Ein glockenhelles, grausames Lachen erklang hinter mir.

Langsam kniff ich meine Augen zusammen. Ich musste mich nicht umdrehen, um zu wissen zu wem es gehörte. Sie machte es schon seit Wochen. Mich ärgern. Sich über mich lustig machen. Dumme Sprüche hinterherrufen. Alles was ich tat, was ich sagte, verwendete sie gegen mich. Ja, sogar meine Haarfarbe sorgte bei ihnen für gehässiges Lachen und gemeine Worte. Und dabei wusste ich nicht einmal, wieso sie sich so verhielten. Wieso sie so gemein zu mir waren. Hinter meinem Rücken tuschelten. Sich lachend zu mir umdrehten, während ihre grauen Augen über die Klamotten schweiften, die Grams mir gekauft hatte. Mich aus Versehen anrempelten und ihre spitzen Knochen in meine Haut rammten.

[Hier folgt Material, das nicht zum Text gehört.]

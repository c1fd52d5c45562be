// SPDX-License-Identifier: MIT
//! Accessibility engine boundary: result model, axe-core invocation, and the
//! per-URL audit cycle.

pub mod engine;
pub mod invoker;
pub mod model;

pub use engine::{AxeEngine, EngineError};
pub use invoker::{BrowserAuditor, UrlAuditor};
pub use model::{AuditSummary, Category, Finding, FindingNode, Impact};
// SPDX-License-Identifier: MIT
//! CSV report accumulation.
//!
//! One file per run, recreated with its header exactly once at run start.
//! Every finding in every category flattens to one row per affected DOM
//! node; rows are appended in audit completion order. The writer sits
//! behind an async mutex so concurrent page cycles never interleave rows.

use std::fs::File;
use std::path::Path;

use thiserror::Error;
use tokio::sync::Mutex;

use crate::audit::model::{AuditSummary, Category};

#[derive(Debug, Error)]
pub enum ReportError {
    #[error("could not create report file: {0}")]
    Create(#[source] std::io::Error),
    #[error("could not write report row: {0}")]
    Write(#[from] csv::Error),
    #[error("could not flush report file: {0}")]
    Flush(#[source] std::io::Error),
}

/// The run's single report file. Owns the file handle for the run's
/// duration; `append` is the only operation that produces rows.
pub struct CsvReport {
    writer: Mutex<csv::Writer<File>>,
}

impl CsvReport {
    /// Truncate or create the file at `path` and write the header row.
    /// Called exactly once per run, before the browser starts.
    pub fn create(path: &Path, header: &[String]) -> Result<Self, ReportError> {
        let file = File::create(path).map_err(ReportError::Create)?;
        let mut writer = csv::Writer::from_writer(file);
        writer.write_record(header)?;
        writer.flush().map_err(ReportError::Flush)?;
        Ok(Self {
            writer: Mutex::new(writer),
        })
    }

    /// Flatten every finding of `summary` into report rows for `url`.
    ///
    /// Column order is fixed: URL, category, impact, help, HTML snippet,
    /// messages, DOM selector. A finding with no affected nodes still gets
    /// one row, with the node columns empty. Returns the number of rows
    /// written; the whole batch is flushed before the lock is released, so
    /// no partial rows survive a crash mid-run.
    pub async fn append(&self, url: &str, summary: &AuditSummary) -> Result<usize, ReportError> {
        let mut writer = self.writer.lock().await;
        let mut rows = 0;
        for category in Category::ALL {
            for finding in summary.findings(category) {
                let impact = finding.impact.as_deref().unwrap_or_default();
                if finding.nodes.is_empty() {
                    writer.write_record([
                        url,
                        category.label(),
                        impact,
                        finding.help.as_str(),
                        "",
                        "",
                        "",
                    ])?;
                    rows += 1;
                    continue;
                }
                for node in &finding.nodes {
                    let selector = node.target.join(" ");
                    writer.write_record([
                        url,
                        category.label(),
                        impact,
                        finding.help.as_str(),
                        node.html.as_str(),
                        node.failure_summary.as_deref().unwrap_or_default(),
                        selector.as_str(),
                    ])?;
                    rows += 1;
                }
            }
        }
        writer.flush().map_err(ReportError::Flush)?;
        Ok(rows)
    }
}
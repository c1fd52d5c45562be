// SPDX-License-Identifier: MIT
//! Page readiness: force lazily-loaded content to render before the engine
//! inspects the DOM.
//!
//! Policy: scroll to the bottom, then wait for the content height to grow
//! past its previous reading. A wait that times out means the page has
//! settled. A hard round cap bounds the whole loop even against a page
//! whose height grows forever — every wait here is finite.

use std::time::Duration;

use async_trait::async_trait;
use chromiumoxide::Page;
use tokio::time::Instant;
use tracing::{debug, warn};

use crate::config::SettleConfig;

/// The two page operations the settle loop needs. Implemented for the live
/// page; test doubles simulate infinite scroll without a browser.
#[async_trait]
pub trait ScrollSurface: Send + Sync {
    async fn content_height(&self) -> anyhow::Result<i64>;
    async fn scroll_to_bottom(&self) -> anyhow::Result<()>;
}

#[async_trait]
impl ScrollSurface for Page {
    async fn content_height(&self) -> anyhow::Result<i64> {
        let value = self.evaluate("document.body.scrollHeight").await?;
        Ok(value.into_value::<i64>()?)
    }

    async fn scroll_to_bottom(&self) -> anyhow::Result<()> {
        self.evaluate("window.scrollTo(0, document.body.scrollHeight)")
            .await?;
        Ok(())
    }
}

/// How a settle loop ended.
#[derive(Debug, Clone, Copy, PartialEq, Eq)]
pub struct SettleOutcome {
    pub rounds: u32,
    /// True when the height stopped growing; false when the round budget
    /// ran out first.
    pub converged: bool,
    pub final_height: i64,
}

/// Scroll until the content height stops growing or the round budget is
/// exhausted.
pub async fn settle_lazy_content<S: ScrollSurface + ?Sized>(
    surface: &S,
    cfg: &SettleConfig,
) -> anyhow::Result<SettleOutcome> {
    let mut previous = surface.content_height().await?;
    let mut rounds = 0;
    while rounds < cfg.max_rounds {
        rounds += 1;
        surface.scroll_to_bottom().await?;
        match wait_for_growth(surface, previous, cfg).await? {
            Some(next) => previous = next,
            None => {
                return Ok(SettleOutcome {
                    rounds,
                    converged: true,
                    final_height: previous,
                })
            }
        }
    }
    debug!(rounds, "settle loop hit its round budget");
    Ok(SettleOutcome {
        rounds,
        converged: false,
        final_height: previous,
    })
}

/// Poll until the height exceeds `previous` or the growth timeout expires.
async fn wait_for_growth<S: ScrollSurface + ?Sized>(
    surface: &S,
    previous: i64,
    cfg: &SettleConfig,
) -> anyhow::Result<Option<i64>> {
    let deadline = Instant::now() + cfg.growth_timeout();
    loop {
        tokio::time::sleep(cfg.poll_interval()).await;
        let height = surface.content_height().await?;
        if height > previous {
            return Ok(Some(height));
        }
        if Instant::now() >= deadline {
            return Ok(None);
        }
    }
}

/// Wait for in-page network quiescence: `readyState === 'complete'` and a
/// stable resource count, bounded by `budget`. Best effort — probe failures
/// are logged and swallowed, the audit proceeds either way.
pub async fn wait_for_network_idle(page: &Page, budget: Duration) {
    let timeout_ms = budget.as_millis().min(u128::from(u64::MAX)) as u64;
    let js = format!(
        r#"(async () => {{
            const timeoutMs = {timeout_ms};
            const idleMs = 500;
            const interval = 250;
            const start = Date.now();
            let last = 0;
            let stableMs = 0;
            try {{ last = performance.getEntriesByType('resource').length; }} catch (_) {{}}
            while (Date.now() - start < timeoutMs) {{
                await new Promise(r => setTimeout(r, interval));
                let cur = last;
                try {{ cur = performance.getEntriesByType('resource').length; }} catch (_) {{}}
                if (document.readyState === 'complete' && cur === last) {{
                    stableMs += interval;
                    if (stableMs >= idleMs) return true;
                }} else {{
                    stableMs = 0;
                }}
                last = cur;
            }}
            return false;
        }})()"#
    );

    match page.evaluate(js).await {
        Ok(value) => {
            if value.into_value::<bool>().unwrap_or(false) {
                debug!("network idle reached");
            } else {
                debug!(budget_ms = timeout_ms, "network idle wait exhausted its budget");
            }
        }
        Err(e) => warn!("network idle probe failed: {e}"),
    }
}
//! Shared protocol constants for the sniffer's TCP file server

use clap::ValueEnum;
use serde::{Deserialize, Serialize};
use std::fmt;

// Listing records: 1-byte index + 32-byte name in the counted revision,
// a newline-terminated name read 33 bytes at a time in the polled ones.
pub const LISTING_RECORD_LEN: usize = 33;
pub const NAME_FIELD_LEN: usize = 32;

// Transfer read sizes. The polled server streams 256-byte chunks and
// signals end-of-file with a short one.
pub const POLLED_CHUNK_LEN: usize = 256;
pub const COUNTED_CHUNK_LEN: usize = 1024;

// Dumps on the device are named "<ssid>.pkt"
pub const PACKET_DUMP_MARKER: &str = ".pkt";

pub const DEFAULT_ADDRESS: &str = "192.168.4.1:420";

// Upper bound on one transfer buffer. A dump is at most 6 frames of 256 bytes
// plus the length table, so this only trips on a runaway peer.
pub const MAX_TRANSFER_SIZE: usize = 1024 * 1024;

pub mod timeouts {
    // Bounded wait per listing poll (ms)
    pub const LISTING_POLL_MS: u64 = 3_000;

    // Maximum silence on a transfer read (ms)
    pub const IDLE_READ_MS: u64 = 10_000;

    // Connection establishment timeout (ms)
    pub const CONNECT_MS: u64 = 5_000;

    // Pause before the single connect retry (ms)
    pub const CONNECT_RETRY_DELAY_MS: u64 = 500;
}

/// Server protocol revision.
///
/// The device firmware went through three incompatible iterations of the
/// same protocol; the tag selects every revision-dependent behaviour.
#[derive(Clone, Copy, Debug, PartialEq, Eq, Default, ValueEnum, Serialize, Deserialize)]
#[serde(rename_all = "lowercase")]
pub enum Revision {
    /// Polled listing, request by name, 4 frames per dump.
    V1,
    /// Polled listing, request by name, 6 frames per dump.
    V2,
    /// Counted listing, request by index, 6 frames with a 4-byte trailer each.
    #[default]
    V3,
}

#[derive(Clone, Copy, Debug, PartialEq, Eq)]
pub enum ListingMode {
    /// Server streams names until it goes quiet.
    Polled,
    /// Count byte, echoed ack, then exactly that many records.
    Counted,
}

#[derive(Clone, Copy, Debug, PartialEq, Eq)]
pub enum EndOfData {
    /// A read shorter than the chunk size ends the body.
    ShortChunk,
    /// The peer half-closes after the body.
    PeerClose,
}

impl Revision {
    pub fn listing_mode(self) -> ListingMode {
        match self {
            Revision::V1 | Revision::V2 => ListingMode::Polled,
            Revision::V3 => ListingMode::Counted,
        }
    }

    pub fn end_of_data(self) -> EndOfData {
        match self {
            Revision::V1 | Revision::V2 => EndOfData::ShortChunk,
            Revision::V3 => EndOfData::PeerClose,
        }
    }

    /// True when a file is requested by its index byte rather than its name.
    pub fn requests_by_index(self) -> bool {
        self == Revision::V3
    }

    pub fn chunk_len(self) -> usize {
        match self.end_of_data() {
            EndOfData::ShortChunk => POLLED_CHUNK_LEN,
            EndOfData::PeerClose => COUNTED_CHUNK_LEN,
        }
    }

    pub fn record_count(self) -> usize {
        match self {
            Revision::V1 => 4,
            Revision::V2 | Revision::V3 => 6,
        }
    }

    pub fn trailer_trim(self) -> usize {
        match self {
            Revision::V1 | Revision::V2 => 0,
            Revision::V3 => 4,
        }
    }
}

impl fmt::Display for Revision {
    fn fmt(&self, f: &mut fmt::Formatter<'_>) -> fmt::Result {
        let s = match self {
            Revision::V1 => "v1",
            Revision::V2 => "v2",
            Revision::V3 => "v3",
        };
        f.write_str(s)
    }
}

/// One retrievable file as announced by the server.
#[derive(Clone, Debug, PartialEq, Eq, Serialize, Deserialize)]
pub struct FileEntry {
    pub index: u8,
    pub name: String,
}

impl FileEntry {
    pub fn new(index: u8, name: impl Into<String>) -> Self {
        Self {
            index,
            name: name.into(),
        }
    }
}

impl fmt::Display for FileEntry {
    fn fmt(&self, f: &mut fmt::Formatter<'_>) -> fmt::Result {
        write!(f, "[{}] {}", self.index, self.name)
    }
}

fn decode_name(raw: &[u8]) -> String {
    String::from_utf8_lossy(raw).trim().to_string()
}

/// Parse one counted-listing record (index byte + NUL-padded name).
///
/// Returns `None` unless the record is exactly `LISTING_RECORD_LEN` bytes.
pub fn parse_counted_record(raw: &[u8]) -> Option<FileEntry> {
    if raw.len() != LISTING_RECORD_LEN {
        return None;
    }
    let field = &raw[1..];
    let end = field.iter().position(|&b| b == 0).unwrap_or(field.len());
    Some(FileEntry::new(raw[0], decode_name(&field[..end])))
}

/// Reassembles newline-terminated names from polled listing reads.
///
/// Reads are capped at one record but TCP may split or merge the server's
/// writes, so a name without its terminator is carried into the next push.
#[derive(Debug, Default)]
pub struct NameAssembler {
    pending: Vec<u8>,
}

impl NameAssembler {
    pub fn new() -> Self {
        Self::default()
    }

    /// Feed received bytes, returning every name completed by them.
    pub fn push(&mut self, bytes: &[u8]) -> Vec<String> {
        let mut names = Vec::new();
        for &b in bytes {
            if b == b'\n' || b == 0 {
                if let Some(name) = self.take() {
                    names.push(name);
                }
            } else {
                self.pending.push(b);
            }
        }
        names
    }

    /// Flush a trailing name the server never terminated.
    pub fn finish(mut self) -> Option<String> {
        self.take()
    }

    fn take(&mut self) -> Option<String> {
        let name = decode_name(&self.pending);
        self.pending.clear();
        if name.is_empty() {
            None
        } else {
            Some(name)
        }
    }
}

pub fn is_packet_dump(name: &str, marker: &str) -> bool {
    name.contains(marker)
}

/// Keep only entries whose name carries the dump marker, order preserved.
pub fn filter_listing(entries: Vec<FileEntry>, marker: &str) -> Vec<FileEntry> {
    entries
        .into_iter()
        .filter(|e| is_packet_dump(&e.name, marker))
        .collect()
}

/// Request payload for the name-addressed revisions.
pub fn name_request(name: &str) -> Vec<u8> {
    let mut bytes = name.trim_end_matches(['\n', '\r']).as_bytes().to_vec();
    bytes.truncate(NAME_FIELD_LEN);
    bytes
}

Trotz aller Hoffnung und stummen Gebete fanden meine Finger nichts. Langsam fiel meine Hand an meine Seite. Meine Lippen begannen zu zittern. Sie müssen sie mir weggenommen haben. Genau wie die Taschendiebe auf dem Markt, vor denen Grams mich immer warnte, müssen sie ihre Magie dazu eingesetzt haben, den Verschluss meiner Kette zu öffnen, um sie an sich zu nehmen. Nur wie konnten sie es tun? Niemand konnte sie berühren, geschweige denn mit Magie beeinflussen außer ich. Wie-

Ein stechender Schmerz schoss durch meinen Kopf. Stöhnend presste ich meinen Finger an die Schläfe. Meine stets kühle Haut sorgte nur oberflächlich für eine kurze Linderung. Nach und nach wurden die Stimmen lauter. Sie gruben sich in meinen Kopf und rissen alles auseinander. Mein Kopf fühlte sich an, als würde er jeden Moment explodieren.

In mir wuchs Wut. So unfassbar große Wut. Doch selbst sie konnte die Angst nicht vertreiben, die sich in meinen Knochen festkrallte. Angst, die mir so bekannt war. Gewaltsam schob ich sie beiseite, ehe ich mich zu den Mädchen umdrehte. Sie sollten es nicht sehen. Weder den Schmerz, den sie mir durch ihren dämlichen Streich zufügten, noch die Angst, die ich vor ihnen ... und mir hatte.

Meine Tasche fiel mit einem dumpfen Knall auf den Boden. Als würden die Sonnenstrahlen, die durchs Fenster fielen, von der Kette angezogen werden, glitzerte sie zwischen Julias Fingern. Leicht von einer Seite zur anderen schwingend hing sie an ihrer Seite herab. Wie hypnotisiert sah ich sie an.

Seitdem ich sie in meinem Besitz habe, ist sie nicht ein einziges Mal von meinem Hals gewichen. Und jetzt war sie ausgerechnet in den Händen einer überheblichen Luftelfe, der es Spaß machte, andere zu schikanieren. Ihnen so lange das Leben schwer zu machen, bis sie flehend vor ihr kauerten.

»Warum denn so verbissen, Moon? Suchst du irgendetwas?«, drang Julias Stimme durch das Rauschen in meinen Ohren zu mir durch. Ich riss meinen Blick von der Kette los und sah in ihre strahlend grauen Augen. Niemals hätte ein Fremder erahnen können, dass dieses Mädchen gemeiner als eine junge Pixie war. Ihre kugelrunden Augen sahen genauso unschuldig aus wie ihre Statur es in die Welt schrie: zierlich und doch elegant bewegte sie sich durch die Fluren der Schule.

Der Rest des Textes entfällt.